# GistNet Training Demo

This notebook reproduces the Phase 2 GistNet workflow entirely from Colab. It clones the MegaContext repository, downloads a curated subset of Project Gutenberg titles (<1 GB), prepares Arrow shards, and trains the lightweight gist model.

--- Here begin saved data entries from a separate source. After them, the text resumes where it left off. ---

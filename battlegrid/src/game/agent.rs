//! Strategies that choose where to shoot.
use std::io;

use log::trace;
use once_cell::sync::Lazy;
use rand::Rng;
use regex::Regex;

use crate::{
    board::{Coordinate, Grid, RandomizationExhausted, ShotOutcome},
    game::{MalformedInput, Rejection, TurnError},
};

/// Prompt shown to the human before every targeting attempt.
pub const TARGET_PROMPT: &str = "Enter target coordinates as \"X Y\":";

/// A resolved shot: where it landed and what it hit.
#[derive(Debug, Copy, Clone, Eq, PartialEq)]
pub struct Shot {
    pub coord: Coordinate,
    pub outcome: ShotOutcome,
}

/// Something that can take a turn against an opponent's grid.
///
/// Implementations absorb every invalid attempt themselves and only return once a shot
/// has been resolved, or when no shot can be produced at all.
pub trait TurnAgent {
    fn take_shot(&mut self, target: &mut Grid) -> Result<Shot, TurnError>;
}

impl<T: TurnAgent + ?Sized> TurnAgent for &mut T {
    fn take_shot(&mut self, target: &mut Grid) -> Result<Shot, TurnError> {
        (**self).take_shot(target)
    }
}

/// Source of raw text typed by the human.
pub trait InputSource {
    /// Show the prompt and return the next line of input.
    fn read_line(&mut self, prompt: &str) -> io::Result<String>;
}

impl<T: InputSource + ?Sized> InputSource for &mut T {
    fn read_line(&mut self, prompt: &str) -> io::Result<String> {
        (**self).read_line(prompt)
    }
}

/// Receives the reasons a targeting attempt was turned down.
pub trait RejectionSink {
    fn reject(&mut self, rejection: &Rejection);
}

impl<T: RejectionSink + ?Sized> RejectionSink for &mut T {
    fn reject(&mut self, rejection: &Rejection) {
        (**self).reject(rejection)
    }
}

/// Parse a target typed as two integers, `x` then `y`, separated by whitespace.
pub fn parse_target(input: &str) -> Result<Coordinate, MalformedInput> {
    static TARGET: Lazy<Regex> =
        Lazy::new(|| Regex::new(r"^(?P<x>[+-]?[0-9]+)\s+(?P<y>[+-]?[0-9]+)$").unwrap());

    let input = input.trim();
    let captures = TARGET
        .captures(input)
        .ok_or_else(|| MalformedInput::new(input))?;
    let x = captures["x"]
        .parse()
        .map_err(|_| MalformedInput::new(input))?;
    let y = captures["y"]
        .parse()
        .map_err(|_| MalformedInput::new(input))?;
    Ok(Coordinate::new(x, y))
}

/// Shoots wherever the human says, asking again until the target is valid.
pub struct TargetedAgent<I, S> {
    input: I,
    sink: S,
}

impl<I: InputSource, S: RejectionSink> TargetedAgent<I, S> {
    pub fn new(input: I, sink: S) -> Self {
        Self { input, sink }
    }

    /// Access the input source between turns.
    pub fn input_mut(&mut self) -> &mut I {
        &mut self.input
    }

    /// Release the input source and sink.
    pub fn into_inner(self) -> (I, S) {
        (self.input, self.sink)
    }
}

impl<I: InputSource, S: RejectionSink> TurnAgent for TargetedAgent<I, S> {
    fn take_shot(&mut self, target: &mut Grid) -> Result<Shot, TurnError> {
        loop {
            let line = self.input.read_line(TARGET_PROMPT)?;
            let coord = match parse_target(&line) {
                Ok(coord) => coord,
                Err(err) => {
                    self.sink.reject(&err.into());
                    continue;
                }
            };
            match target.fire_at(coord) {
                Ok(outcome) => return Ok(Shot { coord, outcome }),
                Err(err) => self.sink.reject(&err.into()),
            }
        }
    }
}

/// Shoots at uniformly random cells, with no memory of earlier shots.
pub struct RandomAgent<'r, R: ?Sized> {
    rng: &'r mut R,
    max_attempts: usize,
}

impl<'r, R: Rng + ?Sized> RandomAgent<'r, R> {
    pub fn new(rng: &'r mut R, max_attempts: usize) -> Self {
        Self { rng, max_attempts }
    }
}

impl<R: Rng + ?Sized> TurnAgent for RandomAgent<'_, R> {
    fn take_shot(&mut self, target: &mut Grid) -> Result<Shot, TurnError> {
        let area = target.area();
        for _ in 0..self.max_attempts {
            let coord = self.rng.sample(area);
            match target.fire_at(coord) {
                Ok(outcome) => return Ok(Shot { coord, outcome }),
                Err(err) => trace!("random shot rejected: {}", err),
            }
        }
        Err(RandomizationExhausted::new(self.max_attempts).into())
    }
}

#[cfg(test)]
mod tests {
    use super::*;

    #[test]
    fn parses_two_integers() {
        assert_eq!(parse_target("3 4"), Ok(Coordinate::new(3, 4)));
        assert_eq!(parse_target("  0\t5\n"), Ok(Coordinate::new(0, 5)));
        assert_eq!(parse_target("-1 +2"), Ok(Coordinate::new(-1, 2)));
    }

    #[test]
    fn rejects_other_shapes() {
        for input in &["", "3", "3 4 5", "a b", "3,4", "3 x", "99999999999 1"] {
            let err = parse_target(input).unwrap_err();
            assert_eq!(err.input(), input.trim());
        }
    }
}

## 1. Clone the repository & install dependencies

If you're running locally with the repo already on disk, skip this cell.

In [None]:
!git clone https://github.com/brandf/MegaContext.git
%cd MegaContext


In [None]:
!git pull

In [None]:
!pip install -r requirements.txt
!pip install -e .[dev]

## 2. Download the Gutenberg subset

Feel free to trim or expand the list inside `tools/download_gutenberg.sh`. The default selection is under 1 GB.

In [None]:
!bash tools/download_gutenberg.sh data/raw/gutenberg

## 3. Prepare the dataset shard

The `configs/data/gutenberg_sample.yaml` file uses `block_size=32` and `horizon=64`, matching the paper plan requirements.

In [None]:
!rm -f data/gutenberg_sample/train.arrow

In [None]:
%run tools/prepare_dataset.py --config configs/data/gutenberg_sample.yaml


## 4. Train the GistNet model

This step auto-displays the loss curve inside Colab and saves artifacts under `artifacts/gistnet/`.

In [None]:
%run tools/train_gistnet.py \
    --dataset data/gutenberg_sample/train.arrow \
    --config configs/runs/gistnet_example.yaml \
    --metrics-path artifacts/gistnet/metrics.json \
    --save-plot artifacts/gistnet/loss.png

## 5. Next steps

* Run the ΔNLL smoke eval (coming in Task 2.4).
* Push metrics & checkpoints to W&B or Novita storage with `--use-wandb`.
* Swap `configs/runs/gistnet_example.yaml` for a larger hidden size when you have a bigger teacher.